Saturday, January 08, 2022

Determinists - not us

 


The term “economic determinism” and the interpretation of Marx’s Materialist Conception of History as economic determinism is found in a mixed collection of opponents of Marx. Those who did hold that view were necessarily committed to the automatic “collapse of capitalism” concept. Some said rather mechanically  that all we had to do was to sit back with folded arms and watch it happen. The S.P.G.B. never subscribed to the belief which was popular among so many social democrats before the First World War that ‘history’ would bring capitalism to a point where it would be forced to collapse.

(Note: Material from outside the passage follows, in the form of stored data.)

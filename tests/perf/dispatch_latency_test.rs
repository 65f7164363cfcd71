use std::time::Instant;

use crate::catalog::DestinationCatalog;
use crate::discovery::FixedSource;
use crate::dispatch::{route, Decision};
use crate::model::{MatchType, RoutingState, Rule};
use crate::profiles::ProfileLocator;

fn p95_ms(samples: &mut [f64]) -> f64 {
    samples.sort_by(|a, b| a.partial_cmp(b).unwrap_or(std::cmp::Ordering::Equal));
    let last = samples.len().saturating_sub(1);
    let idx = ((last as f64) * 0.95).round() as usize;
    samples[idx.min(last)]
}

#[test]
fn thousand_rule_dispatch_p95_under_15ms() {
    let mut rules: Vec<Rule> = (0..1_000)
        .map(|i| {
            let match_type = if i % 2 == 0 {
                MatchType::Domain
            } else {
                MatchType::Contains
            };
            let mut rule = Rule::new(&format!("host-{i:04}.test"), match_type, "firefox.desktop");
            rule.priority = i;
            rule
        })
        .collect();
    let mut last = Rule::new("github.com", MatchType::Domain, "google-chrome.desktop");
    last.priority = 1_000;
    rules.push(last);

    let state = RoutingState {
        rules,
        ..RoutingState::default()
    };
    let home = std::env::temp_dir().join("linkroute-perf-no-home");
    let mut catalog = DestinationCatalog::new(
        Box::new(FixedSource::deterministic_fixture()),
        ProfileLocator::new(home),
        "linkroute.desktop",
    );
    catalog.refresh().unwrap();

    let url = "https://github.com/rust-lang/rust";
    assert!(matches!(route(url, &state, &catalog), Decision::Matched { .. }));

    for _ in 0..30 {
        let _ = route(url, &state, &catalog);
    }

    let mut batch_p95 = Vec::with_capacity(5);
    for _ in 0..5 {
        let mut samples = Vec::with_capacity(80);
        for _ in 0..80 {
            let start = Instant::now();
            let _ = route(url, &state, &catalog);
            samples.push(start.elapsed().as_secs_f64() * 1000.0);
        }
        batch_p95.push(p95_ms(&mut samples));
    }

    batch_p95.sort_by(|a, b| a.partial_cmp(b).unwrap_or(std::cmp::Ordering::Equal));
    let median_p95 = batch_p95[batch_p95.len() / 2];

    assert!(
        median_p95 <= 15.0,
        "median batch p95 too high: {median_p95:.3}ms (budget 15.0ms); batches={batch_p95:?}",
    );
}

Marx of course did not hold such a view, as his summary statement of the Materialist Conception of History in his Introduction to his “Critique of Political Economy” makes quite clear. He did indeed hold that “The mode of production of the material means of existence conditions the whole process of social, political and intellectual life” and that “with the change in the economic foundations the whole vast superstructure is more or less rapidly transformed”, and that there are in history “progressive epochs in the economic system of society” (the Asiatic, the ancient, the feudal and the modern bourgeois), and that “bourgeois productive relationships are the last antagonistic form of the social process of production”, and “with this social system, therefore, the prehistory of human society comes to a close”. But vital to the whole conception for Marx was that it proceeds through periods of social revolution in which” men become conscious of this conflict and fight it out”.  In the “Communist Manifesto” it was put in the phrase that history “is the history of class struggles”.

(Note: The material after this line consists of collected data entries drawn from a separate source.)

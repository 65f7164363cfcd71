use serde::{Deserialize, Serialize};

use crate::contract::{RouterRequest, RouterResponse};
use crate::preferences::StoreError;
use crate::router_service::{RouterService, ServiceError};

#[derive(Debug, Clone, Serialize, Deserialize, PartialEq, Eq)]
#[serde(rename_all = "snake_case")]
pub enum ErrorCode {
    InvalidJson,
    InvalidRule,
    RuleNotFound,
    Store,
    Config,
    Discovery,
}

#[derive(Debug, Clone, Serialize, Deserialize, PartialEq, Eq)]
pub struct ErrorResponse {
    pub code: ErrorCode,
    pub message: String,
}

#[derive(Debug, Clone, Serialize, PartialEq, Eq)]
#[serde(tag = "status", rename_all = "snake_case")]
pub enum TransportResponse {
    Ok { response: RouterResponse },
    Err { error: ErrorResponse },
}

pub fn handle_request(service: &mut RouterService, request: RouterRequest) -> TransportResponse {
    match service.handle_command(request) {
        Ok(response) => TransportResponse::Ok { response },
        Err(error) => TransportResponse::Err {
            error: map_service_error(error),
        },
    }
}

pub fn handle_json(service: &mut RouterService, payload: &str) -> String {
    let response = match serde_json::from_str::<RouterRequest>(payload) {
        Ok(request) => handle_request(service, request),
        Err(error) => TransportResponse::Err {
            error: ErrorResponse {
                code: ErrorCode::InvalidJson,
                message: error.to_string(),
            },
        },
    };

    serde_json::to_string(&response).unwrap_or_else(|error| {
        tracing::error!(%error, "failed to encode transport response");
        r#"{"status":"err","error":{"code":"store","message":"response encoding failed"}}"#
            .to_string()
    })
}

fn map_service_error(error: ServiceError) -> ErrorResponse {
    match error {
        ServiceError::InvalidRule(message) => ErrorResponse {
            code: ErrorCode::InvalidRule,
            message,
        },
        ServiceError::Store(StoreError::RuleNotFound(id)) => ErrorResponse {
            code: ErrorCode::RuleNotFound,
            message: format!("rule not found: {id}"),
        },
        ServiceError::Store(error) => ErrorResponse {
            code: ErrorCode::Store,
            message: error.to_string(),
        },
        ServiceError::Config(message) => ErrorResponse {
            code: ErrorCode::Config,
            message,
        },
        ServiceError::Discovery(error) => ErrorResponse {
            code: ErrorCode::Discovery,
            message: error.to_string(),
        },
    }
}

In the Socialist Standard (August 1910) Fitzgerald in debate with a Tory is reported as follows:

“his opponent still persisted in saying that Marx stated that the economic was the only factor, and that man was determined by his surroundings, and in view of that he would read Marx’s own words which were: “The sum total of these relations of production constitutes the economic structure of society – the real foundation upon which rests the legal and political superstructure. Marx also said ‘Man makes his own history, but he does not make it out of the whole cloth”.

There were many articles in the Socialist Standard on the Materialist Conception of History and none put the view attributed to the S.P.G.B. an economic determinist.

“Karl Marx in Current Criticism” by Adolph Kohn Socialist Standard, March 1913 went over the whole of Marx’s contribution to Socialist thought, including the M. C. of  H. That part reads like a paraphrase of Marx’s summary in the “Critique”. It did not put the ” automatic process” “economic determinist” point of view but instead, as Marx did, on the vital element of class struggle. Among the statements made by Kohn are:

History since the passing of Primitive Communism had been a history of class struggles”. This class struggle is the cardinal principle of the socialist party”. So for Kohn, a decisive factor was the class struggle. 

“Marx rescued Socialism from the hands of the Utopians and placed it upon a foundation of scientific fact. Not moral appeals but organised political action was the way to fight the capitalists. Society, said Marx, moved not because of changing morals, but under the pressure of growing economic forces making a change in social forms inevitable”.

How completely the S.P.G.B. rejected “economic determinism” is shown in the pamphlet “Why capitalism will not collapse” (1932), as for example in the passage:

“The lesson to be learned is that there is no simple way out of capitalism by leaving the system to collapse on its own accord. Until a sufficient number of workers are prepared to organise politically for the conscious purpose of ending capitalism, that system will stagger on indefinitely from one crisis to another”.